» **EXERCISE DESCRIPTION**: Your answer must be every line of the data that contains "ServerError".

» **INPUT FOR THIS TASK**:
______
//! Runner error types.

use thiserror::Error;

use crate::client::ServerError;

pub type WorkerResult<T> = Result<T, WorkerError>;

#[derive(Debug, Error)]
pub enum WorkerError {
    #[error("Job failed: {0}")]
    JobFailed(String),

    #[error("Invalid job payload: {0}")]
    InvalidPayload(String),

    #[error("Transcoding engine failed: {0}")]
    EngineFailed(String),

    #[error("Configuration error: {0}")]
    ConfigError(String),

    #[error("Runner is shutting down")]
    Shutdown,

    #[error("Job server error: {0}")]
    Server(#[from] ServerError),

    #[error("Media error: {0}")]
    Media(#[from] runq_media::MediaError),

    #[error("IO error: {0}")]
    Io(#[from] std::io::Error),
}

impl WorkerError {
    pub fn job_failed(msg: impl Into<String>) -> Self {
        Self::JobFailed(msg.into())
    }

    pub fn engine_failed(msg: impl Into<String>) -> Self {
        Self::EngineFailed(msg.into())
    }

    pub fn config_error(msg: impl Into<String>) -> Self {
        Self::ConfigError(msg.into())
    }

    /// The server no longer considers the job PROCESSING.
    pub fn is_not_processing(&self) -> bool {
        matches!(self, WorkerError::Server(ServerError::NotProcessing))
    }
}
______
» **REPLY TO THE EXERCISE**:
use crate::client::ServerError;
    Server(#[from] ServerError),
        matches!(self, WorkerError::Server(ServerError::NotProcessing))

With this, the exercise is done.